Sophie Kinsella, l’autrice di I love shopping, è morta a 55 anni, dopo una lunga malattia tenuta riservata per anni. La notizia è arrivata come un fulmine a ciel sereno, diffusa dalla famiglia poche ore fa: un annuncio asciutto, dignitoso, che ha colto il pubblico completamente impreparato.
«Nonostante la sua malattia, che ha portato con inimmaginabile coraggio, Sophie si considerava davvero fortunata ad avere una famiglia e amici così meravigliosi, e ad aver avuto lo straordinario successo della sua carriera di scrittrice. Non dava nulla per scontato ed è stata per sempre grata per l'amore che ha ricevuto», si legge nella nota.
Per molti non era solo una scrittrice da milioni di copie: era una voce che aveva insegnato a ridere dei propri guai, a riconoscersi nelle fragilità, a trovare nella moda un modo per esprimere identità e desideri. La sua scomparsa chiude un capitolo fondamentale della narrativa contemporanea, ma lascia anche una grande eredità.
È stata la prima fashion addicted ad autodenunciarsi con brio e ironia. Tanto che quel primo libro che l’ha fatta conoscere al mondo e ha inaugurato il florido filone del “chick lit” ha venduto oltre 40 milioni di copie nel mondo. Era il 2000, prima delle torri e delle certezze che venivano giù. Si poteva ancora sognare con la sua Becky e con lei combinare guai, senza scomodare diagnosi di dipendenze e altro. Shopaholic era quasi un bel gioco che certo dura poco quando la carta non funziona più. Ma Sophie aveva centrato l’obiettivo di quel mondo avido di vivere e comprare, ed essere insieme a un abito che più che mai faceva esistere.
Per questo al primo I Love Shopping sono seguiti numerosi sequel, tanti quanti gli scompartimenti di una cabina armadio degna di questo nome. Shopping in giro per il mondo, da Las Vegas a Venezia, e in tutti i momenti della vita, dal vestito bianco al baby. Senza dimenticare i numerosi altri romanzi e quelli dedicati ai bambini.
Già, i bambini. Tra un best seller e l’altro ne ha messi al mondo cinque. Perché se il successo le è valso un tesoro, questa ragazza aveva ben chiare le sue priorità: i 5 figli, il matrimonio, una vita sorridente e lieve come raccontano amici e colleghi. Tutto prima di questa fine annunciata tre anni fa, vissuta con una dignità rara.
Sui social il lutto di migliaia di lettori, quegli stessi social che non esistevano quando lei mandava in giro la sua eroina a fare compere. Non erano ancora online, ma ci si affannava sui tacchi con i sacchetti al braccio, sudate e felici.
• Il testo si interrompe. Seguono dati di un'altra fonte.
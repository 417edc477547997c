//! OS signal handling.

use std::io;

/// Resolve with the name of the first termination signal received.
#[cfg(unix)]
pub async fn wait_for_shutdown() -> io::Result<&'static str> {
    use tokio::signal::unix::{signal, SignalKind};

    let mut sigterm = signal(SignalKind::terminate())?;
    tokio::select! {
        result = tokio::signal::ctrl_c() => result.map(|_| "SIGINT"),
        _ = sigterm.recv() => Ok("SIGTERM"),
    }
}

#[cfg(not(unix))]
pub async fn wait_for_shutdown() -> io::Result<&'static str> {
    tokio::signal::ctrl_c().await?;
    Ok("Ctrl+C")
}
Ebbre di un amore per la moda che pochi come lei hanno saputo raccontare.
Con Becky Bloomwood, Kinsella non ha semplicemente creato un personaggio: ha creato un modello narrativo. La moda non è più sfondo, ma motore psicologico. Ogni acquisto è un’emozione, un bisogno, una fuga, una dichiarazione. È identità pura.
Questa intuizione ha generato un filone che, negli anni, ha invaso cinema, tv e cultura pop. Da Il diavolo veste Prada a Ugly Betty, fino a Emily in Paris: tutti debitori di quella grammatica brillante e febbrile in cui desiderio, stile e vita quotidiana si intrecciano senza complessi.
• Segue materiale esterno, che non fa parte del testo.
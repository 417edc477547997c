//! Request identification and translation into gateway terms.
//!
//! # Design Decisions
//! - Request ID added as early as possible for tracing
//! - An ID supplied by the client is kept as is
//! - The gateway never sees axum types beyond `http` headers and method

use std::net::SocketAddr;

use axum::extract::ConnectInfo;
use axum::http::request::Parts;
use axum::http::{HeaderValue, Request};
use percent_encoding::percent_decode_str;
use tower_http::request_id::{MakeRequestId, RequestId};
use uuid::Uuid;

use crate::cgi::{RequestContext, TransportKind};

/// Header carrying the correlation ID.
pub const X_REQUEST_ID: &str = "x-request-id";

/// Assigns a UUID v4 to requests that arrive without an ID.
#[derive(Debug, Clone, Copy, Default)]
pub struct MakeRequestUuid;

impl MakeRequestId for MakeRequestUuid {
    fn make_request_id<B>(&mut self, _request: &Request<B>) -> Option<RequestId> {
        let id = Uuid::new_v4().to_string();
        HeaderValue::from_str(&id).ok().map(RequestId::new)
    }
}

/// Build the gateway's view of a request.
///
/// Inside a nested router `parts.uri` is already relative to the mount. The
/// path is percent-decoded, the query string is not.
pub fn request_context(
    kind: TransportKind,
    parts: &Parts,
    local_addr: Option<SocketAddr>,
) -> RequestContext {
    let client_addr = parts
        .extensions
        .get::<ConnectInfo<SocketAddr>>()
        .map(|ConnectInfo(addr)| *addr);
    let request_id = parts
        .headers
        .get(X_REQUEST_ID)
        .and_then(|v| v.to_str().ok())
        .map(str::to_string);

    RequestContext {
        kind,
        method: parts.method.clone(),
        path: percent_decode_str(parts.uri.path())
            .decode_utf8_lossy()
            .into_owned(),
        query: parts.uri.query().map(str::to_string),
        headers: parts.headers.clone(),
        version: parts.version,
        client_addr,
        local_addr,
        request_id,
    }
}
Kinsella, insieme a Helen Fielding con Il Diario di Bridget Jones,ha aperto la strada a una narrativa femminile diretta, intelligente, imperfetta e autentica. Ha creato un genere. Ha dato voce a un modo di vivere che la critica ha spesso sottovalutato, ma che ha formato intere generazioni.
Non c’è influencer che non abbia, consapevolmente o meno, ereditato quella struttura narrativa: la confessione, l’imprevisto, il consumo come autorappresentazione, la vulnerabilità che si trasforma in racconto.
La sua eredità non può essere più evidente: aver reso la moda un linguaggio. Aver trasformato l’ironia in un dispositivo emotivo. Aver insegnato che la leggerezza, quando è onesta, arriva più lontano di qualsiasi dramma costruito.